Lucio R. Pench, Paolo Sestito and Elisabetta Frontini
Some unpleasant arithmetics of regional unemployment in the EU. Are there any lessons for EMU?(281 kB)
Several studies have documented the weak response of regional wage differentials and labour mobility following region-specific (“idiosyncratic”) shocks in the average of the EU countries. This has been often taken as evidence of the rigidity of labour markets in European countries, as opposed to the flexibility of the USA. However, as such shocks by definition average to zero, one cannot make an explicit link between the (lack of) adjustment at regional level and aggregate unemployment. Moreover, the emphasis on the reaction to short-run idiosyncratic shocks is unlikely to explain the permanent differentials across regions, which characterise the regional distribution of unemployment in many EU countries. This paper tries to provide a better understanding of the regional distribution of unemployment and why region-specific shocks can matter for aggregate unemployment.
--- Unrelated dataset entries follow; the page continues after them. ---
//! # tailshale-cli
//!
//! Command-line interface that feeds Tailscale SSH host keys to OpenSSH.
//!
//! ## Commands
//!
//! - **known-hosts**: print `known_hosts` lines for tailnet hosts, or probe
//!   a single host with `--check`
//! - **configure**: install or remove the `KnownHostsCommand` block in the
//!   SSH client config

pub mod cli;
pub mod config;
pub mod output;

pub use cli::run;
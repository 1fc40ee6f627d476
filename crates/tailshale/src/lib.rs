//! Trust Tailscale SSH hosts through `known_hosts` entries derived from the
//! tailnet, instead of trust-on-first-use.
//!
//! # Quick Start
//!
//! ```rust,ignore
//! use tailshale::{known_hosts, KeyTypeFilter, LocalDirectory, Resolver};
//!
//! #[tokio::main(flavor = "current_thread")]
//! async fn main() -> tailshale::Result<()> {
//!     let resolver = Resolver::new(LocalDirectory::new()).await?;
//!
//!     let hosts = resolver.resolve_all(&["server".to_string()]).await?;
//!     for line in known_hosts::emit(&hosts, KeyTypeFilter::all())? {
//!         println!("{line}");
//!     }
//!
//!     Ok(())
//! }
//! ```
//!
//! The SSH config side lives in [`ssh_config`]:
//! [`ssh_config::write_managed_block`] installs the `KnownHostsCommand`
//! hook and [`ssh_config::clean_managed_block`] removes it again.

#![doc(html_root_url = "https://docs.rs/tailshale/0.3.0")]

// Re-export core types
pub use tailshale_core::*;

// Re-export directory access and resolution
pub use tailshale_client::{
    api, DirectoryCall, DirectoryClient, DirectoryNode, DirectorySession, DirectoryStatus,
    LocalDirectory, LocalDirectoryBuilder, LocalDirectoryConfig, MemoryDirectory, Resolver,
    DEFAULT_DNS_SERVER, DEFAULT_TIMEOUT,
};

// Re-export runtime for convenience
pub use tokio;
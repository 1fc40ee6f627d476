//! Tailnet address ranges.
//!
//! Every Tailscale node gets an address from the CGNAT block `100.64.0.0/10`
//! and from the ULA block `fd7a:115c:a1e0::/48`. Anything outside these is
//! not a tailnet node, no matter what DNS says.

use ipnet::{IpNet, Ipv4Net, Ipv6Net};
use std::net::{IpAddr, Ipv4Addr, Ipv6Addr};

/// Tailscale IPv4 range (CGNAT)
pub const TAILNET_V4_CIDR: &str = "100.64.0.0/10";

/// Tailscale IPv6 range (ULA)
pub const TAILNET_V6_CIDR: &str = "fd7a:115c:a1e0::/48";

const TAILNET_V4: Ipv4Net = Ipv4Net::new_assert(Ipv4Addr::new(100, 64, 0, 0), 10);
const TAILNET_V6: Ipv6Net =
    Ipv6Net::new_assert(Ipv6Addr::new(0xfd7a, 0x115c, 0xa1e0, 0, 0, 0, 0, 0), 48);

/// Both tailnet ranges.
#[must_use]
pub const fn tailnet_ranges() -> [IpNet; 2] {
    [IpNet::V4(TAILNET_V4), IpNet::V6(TAILNET_V6)]
}

/// Check if an address belongs to the tailnet.
///
/// IPv4-mapped IPv6 addresses are checked against the IPv4 range.
#[must_use]
pub fn is_tailnet_addr(ip: IpAddr) -> bool {
    let ip = match ip {
        IpAddr::V6(v6) => v6.to_ipv4_mapped().map_or(ip, IpAddr::V4),
        IpAddr::V4(_) => ip,
    };
    tailnet_ranges().iter().any(|net| net.contains(&ip))
}

#[cfg(test)]
mod tests {
    use super::*;

    fn addr(s: &str) -> IpAddr {
        s.parse().unwrap()
    }

    #[test]
    fn test_tailnet_addresses() {
        assert!(is_tailnet_addr(addr("100.64.0.5")));
        assert!(is_tailnet_addr(addr("100.100.100.100")));
        assert!(is_tailnet_addr(addr("100.127.255.255")));
        assert!(is_tailnet_addr(addr("fd7a:115c:a1e0::1")));
        assert!(is_tailnet_addr(addr("fd7a:115c:a1e0:ab12:4843:cd96:6258:b240")));
        assert!(is_tailnet_addr(addr("::ffff:100.64.0.5")));
    }

    #[test]
    fn test_non_tailnet_addresses() {
        assert!(!is_tailnet_addr(addr("192.168.0.1")));
        assert!(!is_tailnet_addr(addr("8.8.8.8")));
        assert!(!is_tailnet_addr(addr("100.63.255.255")));
        assert!(!is_tailnet_addr(addr("100.128.0.0")));
        assert!(!is_tailnet_addr(addr("fd7a:115c:a1e1::1")));
        assert!(!is_tailnet_addr(addr("::1")));
    }

    #[test]
    fn test_ranges_match_cidr_strings() {
        let [v4, v6] = tailnet_ranges();
        assert_eq!(v4.to_string(), TAILNET_V4_CIDR);
        assert_eq!(v6.to_string(), TAILNET_V6_CIDR);
    }
}
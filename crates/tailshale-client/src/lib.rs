//! Directory access and host resolution for tailshale.
//!
//! This crate provides the [`DirectoryClient`] seam, the production
//! [`LocalDirectory`] backed by tailscaled, an in-memory
//! [`MemoryDirectory`], and the [`Resolver`] that turns host identifiers
//! into verified [`TailscaleHost`](tailshale_core::TailscaleHost) records.
//!
//! ```rust,ignore
//! use tailshale_client::{LocalDirectory, Resolver};
//!
//! let resolver = Resolver::new(LocalDirectory::new()).await?;
//! let host = resolver.resolve("server").await?;
//! ```

mod client;
mod config;
mod directory;
mod memory;
mod resolver;
pub mod api;

pub use client::{LocalDirectory, LocalDirectoryBuilder};
pub use config::*;
pub use directory::{DirectoryClient, DirectoryNode, DirectoryStatus};
pub use memory::{DirectoryCall, MemoryDirectory};
pub use resolver::{DirectorySession, Resolver};
pub use tailshale_core::{Result, TailshaleError};
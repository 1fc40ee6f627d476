//! Human-facing messages on stderr.
//!
//! stdout belongs to `known_hosts` lines, so everything else goes here.

use colored::Colorize;
use std::path::Path;
use tailshale::ssh_config::MergeOutcome;

/// Print a diagnostic.
pub fn error(message: &str) {
    eprintln!("{} {}", "error:".red().bold(), message);
}

/// Describe what a config merge did.
#[must_use]
pub fn describe_outcome(outcome: MergeOutcome, path: &Path) -> String {
    let path = path.display().to_string();
    match outcome {
        MergeOutcome::Created => format!("{} {}", "Created".green().bold(), path.cyan()),
        MergeOutcome::Updated => format!("{} {}", "Updated".green().bold(), path.cyan()),
        MergeOutcome::Removed => {
            format!("{} tailshale block from {}", "Removed".green().bold(), path.cyan())
        }
        MergeOutcome::Unchanged => format!("{} is already up to date", path.cyan()),
        MergeOutcome::Missing => format!("{} does not exist, nothing to do", path.cyan()),
    }
}

/// Print what a config merge did.
pub fn outcome(outcome: MergeOutcome, path: &Path) {
    eprintln!("{}", describe_outcome(outcome, path));
}

#[cfg(test)]
mod tests {
    use super::*;

    #[test]
    fn test_describe_outcome() {
        colored::control::set_override(false);
        let path = Path::new("/home/me/.ssh/config");

        assert_eq!(
            describe_outcome(MergeOutcome::Created, path),
            "Created /home/me/.ssh/config"
        );
        assert_eq!(
            describe_outcome(MergeOutcome::Unchanged, path),
            "/home/me/.ssh/config is already up to date"
        );
        assert!(describe_outcome(MergeOutcome::Missing, path).contains("nothing to do"));
    }
}
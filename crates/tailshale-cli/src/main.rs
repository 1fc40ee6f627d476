//! tailshale - SSH known_hosts for Tailscale SSH hosts
//!
//! Hooks into OpenSSH's `KnownHostsCommand` so tailnet hosts are trusted
//! through the keys Tailscale already knows.

use std::process::ExitCode;

use anyhow::Result;

#[tokio::main(flavor = "current_thread")]
async fn main() -> Result<ExitCode> {
    tailshale_cli::run().await
}
//! Rendering of `known_hosts` lines for resolved tailnet nodes.
//!
//! Each key becomes one line of the form
//!
//! ```text
//! 100.100.100.100,test.example.ts.net.,test.example.ts.net,test ssh-ed25519 AAAA...
//! ```
//!
//! so the entry matches whichever spelling of the host the user typed.

use ssh_key::PublicKey;
use tracing::debug;

use crate::error::{Result, TailshaleError};
use crate::types::{KeyTypeFilter, TailscaleHost};

/// Hostname patterns a node's keys are valid for.
///
/// Address, FQDN with and without trailing dot, and the short name.
#[must_use]
pub fn host_patterns(host: &TailscaleHost) -> Vec<String> {
    vec![
        host.ip().to_string(),
        format!("{}.", host.name()),
        host.name().to_string(),
        host.short_name().to_string(),
    ]
}

/// Render a single known_hosts line.
///
/// The key comment is not part of the output.
pub fn line(patterns: &[String], key: &PublicKey) -> Result<String> {
    let key = PublicKey::new(key.key_data().clone(), "");
    let encoded = key
        .to_openssh()
        .map_err(|e| TailshaleError::MalformedHostKey {
            name: patterns.first().cloned().unwrap_or_default(),
            reason: e.to_string(),
        })?;

    Ok(format!("{} {}", patterns.join(","), encoded))
}

/// Render known_hosts lines for every host and every enabled key type.
///
/// Lines keep host order, then key order within a host. An empty result is
/// [`TailshaleError::NoHostKeys`].
pub fn emit(hosts: &[TailscaleHost], filter: KeyTypeFilter) -> Result<Vec<String>> {
    let mut lines = Vec::new();

    for host in hosts {
        let patterns = host_patterns(host);
        for (key_type, key) in host.keys() {
            if !filter.allows(*key_type) {
                debug!(host = host.name(), key_type = %key_type, "key type filtered out");
                continue;
            }
            lines.push(line(&patterns, key)?);
        }
    }

    if lines.is_empty() {
        return Err(TailshaleError::NoHostKeys);
    }

    Ok(lines)
}

#[cfg(test)]
mod tests {
    use super::*;
    use crate::types::HostKeyType;

    const ED25519: &str =
        "ssh-ed25519 AAAAC3NzaC1lZDI1NTE5AAAAILiup8poNplQGlzXuLDbn2Tz+/L3WxAwimSq7e+eTKjp testkey";
    const ECDSA: &str = "ecdsa-sha2-nistp256 AAAAE2VjZHNhLXNoYTItbmlzdHAyNTYAAAAIbmlzdHAyNTYAAABBBAmzsWSoGAD500oHWoBBsF5zX3EmpRcsJlKHVAaoUcW9Y+yAx257WPzua3SbF7VJ7+xE2oxCSmoVLzHuatPPS9c=";
    const RSA: &str = "ssh-rsa AAAAB3NzaC1yc2EAAAADAQABAAABAQCUBdUmBGE43iPTeqxUaxCq+KvPDLBFnsKH9W7cMr/wP4R1pJnoM5ENlWGA538ntUvcLGi59Lm9RBdqzG3W2fZtuOwY/rIjOOwpZgXGfHm5WjK0xvy4XnabNqjxwaP2lUJFIlscBf7S0WGV3o+IQTDUv8Pl5wHLz78kzJlxd33d3CyTIjVB1NbDX1B3O5RBbReTdR2BcEkK7TbVbUJZydXABznWp+n2fhULCXHkUeSWWFgQtLa89kCmMGRwabut6JTR+BQk//AKOmX8fLRKxFv0j58JdB5wghliW/ASPS5ayfEkOnEavlsVfQwgw1YQEWnb+oxirxMnzrYEAM6Feh3X";

    fn key(s: &str) -> PublicKey {
        PublicKey::from_openssh(s).unwrap()
    }

    fn test_host() -> TailscaleHost {
        TailscaleHost::new("test.example.ts.net", "100.100.100.100".parse().unwrap())
            .unwrap()
            .with_key(key(ED25519))
            .with_key(key(ECDSA))
            .with_key(key(RSA))
    }

    #[test]
    fn test_host_patterns() {
        let patterns = host_patterns(&test_host());
        assert_eq!(patterns.len(), 4);
        assert!(patterns.contains(&"100.100.100.100".to_string()));
        assert!(patterns.contains(&"test.example.ts.net.".to_string()));
        assert!(patterns.contains(&"test.example.ts.net".to_string()));
        assert!(patterns.contains(&"test".to_string()));
    }

    #[test]
    fn test_line_drops_comment() {
        let patterns = host_patterns(&test_host());
        let line = line(&patterns, &key(ED25519)).unwrap();
        assert_eq!(
            line,
            "100.100.100.100,test.example.ts.net.,test.example.ts.net,test \
             ssh-ed25519 AAAAC3NzaC1lZDI1NTE5AAAAILiup8poNplQGlzXuLDbn2Tz+/L3WxAwimSq7e+eTKjp"
        );
    }

    #[test]
    fn test_emit_all_types_in_key_order() {
        let lines = emit(&[test_host()], KeyTypeFilter::all()).unwrap();
        assert_eq!(lines.len(), 3);
        assert!(lines[0].contains(" ssh-rsa "));
        assert!(lines[1].contains(" ecdsa-sha2-nistp256 "));
        assert!(lines[2].contains(" ssh-ed25519 "));
        assert!(lines[1].ends_with(ECDSA.split(' ').nth(1).unwrap()));
    }

    #[test]
    fn test_emit_respects_filter() {
        let filter = KeyTypeFilter {
            rsa: false,
            ecdsa: false,
            ..KeyTypeFilter::all()
        };
        let lines = emit(&[test_host()], filter).unwrap();
        assert_eq!(lines.len(), 1);
        assert!(lines[0].contains(HostKeyType::Ed25519.label()));
    }

    #[test]
    fn test_emit_keeps_host_order() {
        let other = TailscaleHost::new("other.example.ts.net", "100.64.0.7".parse().unwrap())
            .unwrap()
            .with_key(key(ED25519));
        let lines = emit(&[other, test_host()], KeyTypeFilter::all()).unwrap();
        assert_eq!(lines.len(), 4);
        assert!(lines[0].starts_with("100.64.0.7,other.example.ts.net.,"));
        assert!(lines[1].starts_with("100.100.100.100,"));
    }

    #[test]
    fn test_emit_empty_is_error() {
        let err = emit(&[test_host()], KeyTypeFilter::none()).unwrap_err();
        assert!(matches!(err, TailshaleError::NoHostKeys));

        let err = emit(&[], KeyTypeFilter::all()).unwrap_err();
        assert!(matches!(err, TailshaleError::NoHostKeys));
    }
}
//! Turning user-supplied host identifiers into verified tailnet hosts.

use crate::directory::DirectoryClient;
use hickory_proto::op::{Message, ResponseCode};
use hickory_proto::rr::RData;
use std::net::IpAddr;
use tailshale_core::{mesh, PublicKey, Result, TailscaleHost, TailshaleError};
use tracing::{debug, instrument, warn};

/// Facts about the tailnet fetched once per invocation
#[derive(Debug, Clone, PartialEq, Eq)]
pub struct DirectorySession {
    trust_suffix: String,
}

impl DirectorySession {
    /// Open a session by asking the directory for its status
    pub async fn open<C: DirectoryClient + ?Sized>(client: &C) -> Result<Self> {
        let status = client.status().await?;
        Self::new(&status.trust_suffix)
    }

    /// Build a session from a known MagicDNS suffix
    pub fn new(trust_suffix: &str) -> Result<Self> {
        let trust_suffix = trust_suffix.trim_matches('.').to_ascii_lowercase();
        if trust_suffix.is_empty() {
            return Err(TailshaleError::Directory(
                "tailnet has no MagicDNS suffix".to_string(),
            ));
        }
        Ok(Self { trust_suffix })
    }

    /// MagicDNS suffix, lowercase and without surrounding dots
    #[must_use]
    pub fn trust_suffix(&self) -> &str {
        &self.trust_suffix
    }

    /// Qualify a bare name with the tailnet suffix
    ///
    /// `test` becomes `test.example.ts.net`; names already under the
    /// suffix are returned without their trailing dot.
    #[must_use]
    pub fn qualify(&self, name: &str) -> String {
        let name = name.strip_suffix('.').unwrap_or(name);
        let lower = name.to_ascii_lowercase();
        let suffix = &self.trust_suffix;

        let qualified = lower == *suffix
            || (lower.len() > suffix.len()
                && lower.ends_with(suffix.as_str())
                && lower.as_bytes()[lower.len() - suffix.len() - 1] == b'.');

        if qualified {
            name.to_string()
        } else {
            format!("{name}.{suffix}")
        }
    }
}

/// Resolves host identifiers against a [`DirectoryClient`]
pub struct Resolver<C> {
    client: C,
    session: DirectorySession,
}

impl<C: DirectoryClient> Resolver<C> {
    /// Create a resolver, opening a session on `client`
    pub async fn new(client: C) -> Result<Self> {
        let session = DirectorySession::open(&client).await?;
        debug!(suffix = session.trust_suffix(), "directory session opened");
        Ok(Self { client, session })
    }

    /// Create a resolver with an already-open session
    pub const fn with_session(client: C, session: DirectorySession) -> Self {
        Self { client, session }
    }

    /// The session this resolver uses
    pub const fn session(&self) -> &DirectorySession {
        &self.session
    }

    /// The underlying directory client
    pub const fn client(&self) -> &C {
        &self.client
    }

    /// Resolve a name or address into a tailnet host with its SSH host keys
    #[instrument(skip(self))]
    pub async fn resolve(&self, identifier: &str) -> Result<TailscaleHost> {
        let ip = match identifier.parse::<IpAddr>() {
            Ok(ip) => ip,
            Err(_) => self.lookup_address(identifier).await?,
        }
        .to_canonical();

        if !mesh::is_tailnet_addr(ip) {
            return Err(TailshaleError::NotAMeshNode { addr: ip });
        }

        let node = self
            .client
            .who_is(ip)
            .await
            .map_err(|e| TailshaleError::LookupFailed {
                addr: ip,
                reason: e.to_string(),
            })?;

        let name = node.name.trim_end_matches('.').to_string();
        if !node.ssh_enabled || node.host_keys.is_empty() {
            return Err(TailshaleError::SshNotEnabled { name });
        }

        let mut host = TailscaleHost::new(name, ip)?;
        for encoded in &node.host_keys {
            let key = PublicKey::from_openssh(encoded.trim()).map_err(|e| {
                TailshaleError::MalformedHostKey {
                    name: host.name().to_string(),
                    reason: e.to_string(),
                }
            })?;

            match host.insert_key(key) {
                Ok(Some(replaced)) => warn!(
                    host = host.name(),
                    algorithm = %replaced.algorithm(),
                    "duplicate host key type, keeping the last one"
                ),
                Ok(None) => {}
                Err(skipped) => debug!(
                    host = host.name(),
                    algorithm = %skipped.algorithm(),
                    "skipping unsupported host key"
                ),
            }
        }

        if !host.has_keys() {
            return Err(TailshaleError::SshNotEnabled {
                name: host.name().to_string(),
            });
        }

        debug!(host = host.name(), %ip, keys = host.keys().len(), "resolved");
        Ok(host)
    }

    /// Returns true if `identifier` is a tailnet host with Tailscale SSH keys
    pub async fn check(&self, identifier: &str) -> bool {
        match self.resolve(identifier).await {
            Ok(host) => host.has_keys(),
            Err(e) => {
                debug!(identifier, error = %e, "check failed");
                false
            }
        }
    }

    /// Resolve each identifier in order.
    ///
    /// Hosts failing with a per-host error are skipped; any other error
    /// aborts the whole run.
    pub async fn resolve_all(&self, identifiers: &[String]) -> Result<Vec<TailscaleHost>> {
        let mut hosts = Vec::with_capacity(identifiers.len());
        for identifier in identifiers {
            match self.resolve(identifier).await {
                Ok(host) => hosts.push(host),
                Err(e) if e.is_resolution_error() => {
                    debug!(identifier = %identifier, error = %e, "skipping host");
                }
                Err(e) => return Err(e),
            }
        }
        Ok(hosts)
    }

    async fn lookup_address(&self, name: &str) -> Result<IpAddr> {
        let fqdn = self.session.qualify(name);
        let failed = |reason: String| TailshaleError::ResolutionFailed {
            host: fqdn.clone(),
            reason,
        };

        let response = self
            .client
            .query_dns(&fqdn, "A")
            .await
            .map_err(|e| failed(e.to_string()))?;

        first_a_record(&response).map_err(failed)
    }
}

/// First A record in a raw DNS response
fn first_a_record(response: &[u8]) -> std::result::Result<IpAddr, String> {
    let message =
        Message::from_vec(response).map_err(|e| format!("undecodable DNS response: {e}"))?;

    if message.response_code() != ResponseCode::NoError {
        return Err(format!("DNS answered {}", message.response_code()));
    }

    message
        .answers()
        .iter()
        .find_map(|record| match record.data() {
            RData::A(a) => Some(IpAddr::V4(a.0)),
            _ => None,
        })
        .ok_or_else(|| "no A record".to_string())
}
It does so by explicitly considering the possibility of asymmetric reactions, so that unemployment rises more in poorer areas suffering an adverse shock than it declines in richer regions experiencing a favourable shock. The reason behind such asymmetries is the presence of a wage floor in the poorer regions resulting from policy centralisation, as for instance in the case of a national unemployment compensation system, which provides benefits that are uniform across regions. If such a mechanism is at work, aggregate unemployment tends to be “inflated” by region-specific shocks that are inequality- increasing. After presenting an illustrative model of the mechanism, the paper proposes a simple measure of the resulting “excess unemployment”, based on the difference between the average (national) unemployment rate and the unemployment rate of the median region. It also examines the relationship between regional asymmetries in unemployment and the dispersion of productivity across regions, taken as proxy of the inequality-increasing shocks. The evidence, while not entirely conclusive, justifies two tentative policy conclusions, which are particularly relevant in the context of EMU: a) to avoid centralisation of labour market institutions at the EU level that may end up inflating aggregate unemployment; b) to effectively deploy regional policies to combat inequality- increasing shocks.
(European Economy. Economic Papers. 134. April 1999.